- Task details
Wherever "NULL" appears in a line of the records below, count that line, and report only the number.

*** Opening of Data extracts ***

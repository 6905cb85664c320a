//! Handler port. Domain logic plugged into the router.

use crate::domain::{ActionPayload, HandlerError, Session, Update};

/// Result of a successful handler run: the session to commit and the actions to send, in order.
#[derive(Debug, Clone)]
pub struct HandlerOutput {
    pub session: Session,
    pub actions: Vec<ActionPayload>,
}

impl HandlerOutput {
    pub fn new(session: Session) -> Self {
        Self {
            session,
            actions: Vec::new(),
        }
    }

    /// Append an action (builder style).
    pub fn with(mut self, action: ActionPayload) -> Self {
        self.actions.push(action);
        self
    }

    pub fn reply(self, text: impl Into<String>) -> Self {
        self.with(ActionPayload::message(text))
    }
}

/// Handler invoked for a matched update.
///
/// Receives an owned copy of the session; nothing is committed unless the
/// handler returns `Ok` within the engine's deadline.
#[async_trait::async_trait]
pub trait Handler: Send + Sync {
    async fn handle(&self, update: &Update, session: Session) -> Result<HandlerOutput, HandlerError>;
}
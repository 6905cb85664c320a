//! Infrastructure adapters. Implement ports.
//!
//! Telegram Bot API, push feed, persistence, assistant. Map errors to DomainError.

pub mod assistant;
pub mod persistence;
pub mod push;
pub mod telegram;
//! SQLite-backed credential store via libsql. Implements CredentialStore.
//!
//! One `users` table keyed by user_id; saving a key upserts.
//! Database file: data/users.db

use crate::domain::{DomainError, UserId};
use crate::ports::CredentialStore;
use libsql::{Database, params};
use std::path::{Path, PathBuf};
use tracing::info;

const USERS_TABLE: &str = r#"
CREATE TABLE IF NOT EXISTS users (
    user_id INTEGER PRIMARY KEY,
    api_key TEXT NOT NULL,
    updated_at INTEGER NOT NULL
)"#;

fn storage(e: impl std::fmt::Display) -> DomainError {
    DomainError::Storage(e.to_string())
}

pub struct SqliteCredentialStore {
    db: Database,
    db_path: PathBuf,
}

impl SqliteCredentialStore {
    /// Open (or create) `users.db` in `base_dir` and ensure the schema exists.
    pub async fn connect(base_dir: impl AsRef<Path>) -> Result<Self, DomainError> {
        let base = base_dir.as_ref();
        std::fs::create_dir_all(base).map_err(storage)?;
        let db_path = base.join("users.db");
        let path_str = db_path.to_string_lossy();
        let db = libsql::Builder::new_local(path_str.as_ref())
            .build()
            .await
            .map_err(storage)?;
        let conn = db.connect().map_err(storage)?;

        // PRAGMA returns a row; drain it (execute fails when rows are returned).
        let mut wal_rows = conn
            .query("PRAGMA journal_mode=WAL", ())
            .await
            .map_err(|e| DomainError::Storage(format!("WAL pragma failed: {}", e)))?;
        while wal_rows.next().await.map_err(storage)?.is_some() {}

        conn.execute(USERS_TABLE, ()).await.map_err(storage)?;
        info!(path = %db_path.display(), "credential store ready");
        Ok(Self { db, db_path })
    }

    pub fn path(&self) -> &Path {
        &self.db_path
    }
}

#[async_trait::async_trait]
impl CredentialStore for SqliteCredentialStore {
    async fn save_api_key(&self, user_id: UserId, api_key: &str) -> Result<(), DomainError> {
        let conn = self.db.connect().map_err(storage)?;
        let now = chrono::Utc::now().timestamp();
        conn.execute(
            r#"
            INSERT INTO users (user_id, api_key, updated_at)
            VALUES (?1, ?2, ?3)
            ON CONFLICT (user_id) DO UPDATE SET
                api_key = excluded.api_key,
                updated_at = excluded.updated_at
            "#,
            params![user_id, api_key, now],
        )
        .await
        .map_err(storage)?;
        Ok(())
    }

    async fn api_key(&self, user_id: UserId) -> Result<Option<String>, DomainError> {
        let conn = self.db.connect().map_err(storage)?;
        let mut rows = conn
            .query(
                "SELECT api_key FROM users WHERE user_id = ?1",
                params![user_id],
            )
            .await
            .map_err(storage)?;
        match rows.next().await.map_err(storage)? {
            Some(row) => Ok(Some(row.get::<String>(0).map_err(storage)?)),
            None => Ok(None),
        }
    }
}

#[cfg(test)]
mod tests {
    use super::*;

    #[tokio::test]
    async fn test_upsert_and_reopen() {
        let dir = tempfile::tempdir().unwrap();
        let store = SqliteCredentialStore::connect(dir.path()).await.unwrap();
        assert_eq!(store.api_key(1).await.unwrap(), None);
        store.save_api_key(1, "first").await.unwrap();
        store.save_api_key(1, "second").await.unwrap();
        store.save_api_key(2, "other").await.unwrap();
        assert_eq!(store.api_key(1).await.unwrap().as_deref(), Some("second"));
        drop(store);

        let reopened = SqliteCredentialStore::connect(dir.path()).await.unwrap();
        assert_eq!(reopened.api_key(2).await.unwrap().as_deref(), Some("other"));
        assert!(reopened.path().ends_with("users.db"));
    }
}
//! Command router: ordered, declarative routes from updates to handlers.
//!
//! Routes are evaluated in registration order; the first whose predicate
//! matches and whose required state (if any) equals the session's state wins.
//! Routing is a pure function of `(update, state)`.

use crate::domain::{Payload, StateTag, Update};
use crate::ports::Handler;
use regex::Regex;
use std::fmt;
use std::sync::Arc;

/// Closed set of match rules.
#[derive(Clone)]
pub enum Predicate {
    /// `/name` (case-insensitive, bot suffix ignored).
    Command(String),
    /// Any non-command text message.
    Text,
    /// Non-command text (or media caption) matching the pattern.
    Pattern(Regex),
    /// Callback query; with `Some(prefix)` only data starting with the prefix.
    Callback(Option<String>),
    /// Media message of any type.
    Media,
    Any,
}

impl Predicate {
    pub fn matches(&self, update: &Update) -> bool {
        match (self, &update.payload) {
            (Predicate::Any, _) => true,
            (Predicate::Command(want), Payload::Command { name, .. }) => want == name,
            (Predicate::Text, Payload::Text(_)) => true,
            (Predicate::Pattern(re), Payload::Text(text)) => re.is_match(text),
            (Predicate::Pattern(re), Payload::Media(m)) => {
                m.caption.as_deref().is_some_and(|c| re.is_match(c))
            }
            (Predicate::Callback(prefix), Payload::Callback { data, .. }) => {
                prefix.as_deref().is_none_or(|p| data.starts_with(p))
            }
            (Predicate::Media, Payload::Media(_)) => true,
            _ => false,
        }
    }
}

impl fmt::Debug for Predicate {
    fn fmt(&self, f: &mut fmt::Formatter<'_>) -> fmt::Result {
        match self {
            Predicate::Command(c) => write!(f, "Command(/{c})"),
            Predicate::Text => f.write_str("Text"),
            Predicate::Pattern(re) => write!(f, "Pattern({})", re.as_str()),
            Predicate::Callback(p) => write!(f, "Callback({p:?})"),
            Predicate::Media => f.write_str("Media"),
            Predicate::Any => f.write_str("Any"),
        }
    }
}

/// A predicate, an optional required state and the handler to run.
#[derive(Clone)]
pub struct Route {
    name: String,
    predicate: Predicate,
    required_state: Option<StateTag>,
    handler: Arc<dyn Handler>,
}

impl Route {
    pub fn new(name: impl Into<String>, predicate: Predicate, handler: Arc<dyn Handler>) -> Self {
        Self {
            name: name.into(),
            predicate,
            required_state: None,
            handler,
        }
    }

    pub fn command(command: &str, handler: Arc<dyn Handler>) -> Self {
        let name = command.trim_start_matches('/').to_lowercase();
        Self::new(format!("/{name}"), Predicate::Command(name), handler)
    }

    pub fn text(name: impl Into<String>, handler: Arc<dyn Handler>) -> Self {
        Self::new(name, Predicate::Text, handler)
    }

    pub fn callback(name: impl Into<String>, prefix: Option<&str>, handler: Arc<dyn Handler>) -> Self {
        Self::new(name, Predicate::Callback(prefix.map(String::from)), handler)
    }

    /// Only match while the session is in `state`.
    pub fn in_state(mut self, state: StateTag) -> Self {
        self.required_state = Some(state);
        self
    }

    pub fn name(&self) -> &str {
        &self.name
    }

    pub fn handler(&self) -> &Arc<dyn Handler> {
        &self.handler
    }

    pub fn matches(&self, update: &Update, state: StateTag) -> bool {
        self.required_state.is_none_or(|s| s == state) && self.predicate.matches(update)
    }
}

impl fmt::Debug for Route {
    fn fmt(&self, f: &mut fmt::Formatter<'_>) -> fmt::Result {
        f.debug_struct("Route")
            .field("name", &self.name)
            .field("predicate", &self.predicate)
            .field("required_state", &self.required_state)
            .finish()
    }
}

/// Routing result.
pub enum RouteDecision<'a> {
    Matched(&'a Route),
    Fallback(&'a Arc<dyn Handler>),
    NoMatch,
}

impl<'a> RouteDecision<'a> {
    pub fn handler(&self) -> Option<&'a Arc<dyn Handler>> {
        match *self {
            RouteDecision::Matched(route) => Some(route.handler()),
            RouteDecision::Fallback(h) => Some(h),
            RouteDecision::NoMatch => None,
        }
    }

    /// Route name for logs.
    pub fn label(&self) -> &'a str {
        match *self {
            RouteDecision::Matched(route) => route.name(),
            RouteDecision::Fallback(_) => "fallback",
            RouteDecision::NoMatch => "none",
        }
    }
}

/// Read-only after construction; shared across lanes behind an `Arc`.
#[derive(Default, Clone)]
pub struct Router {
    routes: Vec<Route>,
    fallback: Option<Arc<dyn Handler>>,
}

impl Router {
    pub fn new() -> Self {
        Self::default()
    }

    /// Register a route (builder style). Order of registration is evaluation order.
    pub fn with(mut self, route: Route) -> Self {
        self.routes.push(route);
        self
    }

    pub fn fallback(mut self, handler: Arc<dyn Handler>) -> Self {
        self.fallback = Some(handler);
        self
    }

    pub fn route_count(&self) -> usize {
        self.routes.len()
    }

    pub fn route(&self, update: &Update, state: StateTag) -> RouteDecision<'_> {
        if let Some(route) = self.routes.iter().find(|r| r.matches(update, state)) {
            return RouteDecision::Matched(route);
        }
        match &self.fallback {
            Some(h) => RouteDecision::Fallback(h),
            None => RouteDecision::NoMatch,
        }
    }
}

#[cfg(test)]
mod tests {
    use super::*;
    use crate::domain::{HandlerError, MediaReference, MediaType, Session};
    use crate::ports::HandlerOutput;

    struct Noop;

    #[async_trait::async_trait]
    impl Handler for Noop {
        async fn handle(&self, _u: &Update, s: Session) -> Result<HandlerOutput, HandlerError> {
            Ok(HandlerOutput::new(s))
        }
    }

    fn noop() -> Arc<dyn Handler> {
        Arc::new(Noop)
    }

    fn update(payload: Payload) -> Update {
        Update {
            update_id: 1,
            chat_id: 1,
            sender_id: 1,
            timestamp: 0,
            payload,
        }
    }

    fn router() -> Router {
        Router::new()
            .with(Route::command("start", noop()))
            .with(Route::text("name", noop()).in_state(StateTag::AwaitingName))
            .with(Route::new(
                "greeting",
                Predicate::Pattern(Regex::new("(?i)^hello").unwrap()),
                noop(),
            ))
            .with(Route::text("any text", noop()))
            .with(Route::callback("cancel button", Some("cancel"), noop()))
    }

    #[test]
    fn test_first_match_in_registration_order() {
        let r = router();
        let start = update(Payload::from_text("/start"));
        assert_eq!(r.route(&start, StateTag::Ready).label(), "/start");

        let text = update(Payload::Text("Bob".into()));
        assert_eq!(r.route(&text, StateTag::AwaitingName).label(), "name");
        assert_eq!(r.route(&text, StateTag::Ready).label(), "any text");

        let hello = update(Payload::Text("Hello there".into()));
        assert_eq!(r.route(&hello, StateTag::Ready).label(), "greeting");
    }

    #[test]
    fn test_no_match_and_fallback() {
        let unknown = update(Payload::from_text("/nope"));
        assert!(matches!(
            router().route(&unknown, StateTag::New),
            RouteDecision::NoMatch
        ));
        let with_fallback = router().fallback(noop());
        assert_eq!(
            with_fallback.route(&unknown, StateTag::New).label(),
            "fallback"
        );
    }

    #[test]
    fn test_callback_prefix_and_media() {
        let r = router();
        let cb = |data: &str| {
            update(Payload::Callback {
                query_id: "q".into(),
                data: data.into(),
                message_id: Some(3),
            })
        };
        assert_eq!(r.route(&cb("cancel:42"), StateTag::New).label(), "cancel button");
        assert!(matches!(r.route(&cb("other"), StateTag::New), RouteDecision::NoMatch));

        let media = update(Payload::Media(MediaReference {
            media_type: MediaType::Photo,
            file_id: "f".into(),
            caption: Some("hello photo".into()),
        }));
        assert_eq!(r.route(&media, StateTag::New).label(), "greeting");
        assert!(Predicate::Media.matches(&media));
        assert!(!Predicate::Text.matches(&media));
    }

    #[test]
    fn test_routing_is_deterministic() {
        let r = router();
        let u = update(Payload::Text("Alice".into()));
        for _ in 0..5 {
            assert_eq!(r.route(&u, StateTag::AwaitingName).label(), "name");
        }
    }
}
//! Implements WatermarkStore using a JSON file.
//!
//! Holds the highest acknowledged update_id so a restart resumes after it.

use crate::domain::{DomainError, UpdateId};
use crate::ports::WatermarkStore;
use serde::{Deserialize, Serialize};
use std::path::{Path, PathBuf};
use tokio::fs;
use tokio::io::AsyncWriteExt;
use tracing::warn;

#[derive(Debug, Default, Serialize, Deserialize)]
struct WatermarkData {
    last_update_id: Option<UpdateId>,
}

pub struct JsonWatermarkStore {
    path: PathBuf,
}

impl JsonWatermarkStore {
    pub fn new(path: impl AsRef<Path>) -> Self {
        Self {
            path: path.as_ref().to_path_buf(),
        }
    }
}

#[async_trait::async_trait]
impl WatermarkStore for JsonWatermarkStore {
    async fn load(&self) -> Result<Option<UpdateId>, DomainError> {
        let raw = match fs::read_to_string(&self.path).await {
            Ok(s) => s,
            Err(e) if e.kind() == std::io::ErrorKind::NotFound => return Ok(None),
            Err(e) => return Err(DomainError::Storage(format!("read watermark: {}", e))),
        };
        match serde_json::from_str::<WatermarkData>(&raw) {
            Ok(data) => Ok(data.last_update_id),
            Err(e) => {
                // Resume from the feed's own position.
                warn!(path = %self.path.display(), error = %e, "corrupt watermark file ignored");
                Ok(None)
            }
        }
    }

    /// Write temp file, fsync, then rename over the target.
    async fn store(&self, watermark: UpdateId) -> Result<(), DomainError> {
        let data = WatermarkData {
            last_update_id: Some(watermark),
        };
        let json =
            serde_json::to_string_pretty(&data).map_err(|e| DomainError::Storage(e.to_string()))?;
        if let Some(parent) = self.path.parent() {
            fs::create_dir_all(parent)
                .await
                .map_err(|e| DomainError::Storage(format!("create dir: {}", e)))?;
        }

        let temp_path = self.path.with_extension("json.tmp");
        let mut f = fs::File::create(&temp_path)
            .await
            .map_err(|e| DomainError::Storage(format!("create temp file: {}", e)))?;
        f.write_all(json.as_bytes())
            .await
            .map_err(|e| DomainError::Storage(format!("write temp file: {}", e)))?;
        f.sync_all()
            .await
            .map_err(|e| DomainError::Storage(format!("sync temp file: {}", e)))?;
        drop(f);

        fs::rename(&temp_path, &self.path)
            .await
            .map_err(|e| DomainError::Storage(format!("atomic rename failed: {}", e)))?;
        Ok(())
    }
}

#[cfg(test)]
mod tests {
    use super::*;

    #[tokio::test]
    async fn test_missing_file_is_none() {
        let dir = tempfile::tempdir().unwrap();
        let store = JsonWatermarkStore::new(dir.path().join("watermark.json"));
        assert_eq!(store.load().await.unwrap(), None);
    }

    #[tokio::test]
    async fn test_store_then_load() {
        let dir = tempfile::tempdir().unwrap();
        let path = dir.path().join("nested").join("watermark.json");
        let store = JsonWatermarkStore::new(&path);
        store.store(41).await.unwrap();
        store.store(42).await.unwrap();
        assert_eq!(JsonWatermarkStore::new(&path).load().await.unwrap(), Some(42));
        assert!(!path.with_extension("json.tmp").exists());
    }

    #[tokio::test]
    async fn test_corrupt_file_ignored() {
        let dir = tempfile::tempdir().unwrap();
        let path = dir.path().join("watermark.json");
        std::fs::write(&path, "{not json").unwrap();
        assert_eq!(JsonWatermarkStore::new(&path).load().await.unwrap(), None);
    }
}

*** Close of Data extracts ***

- Answer space
2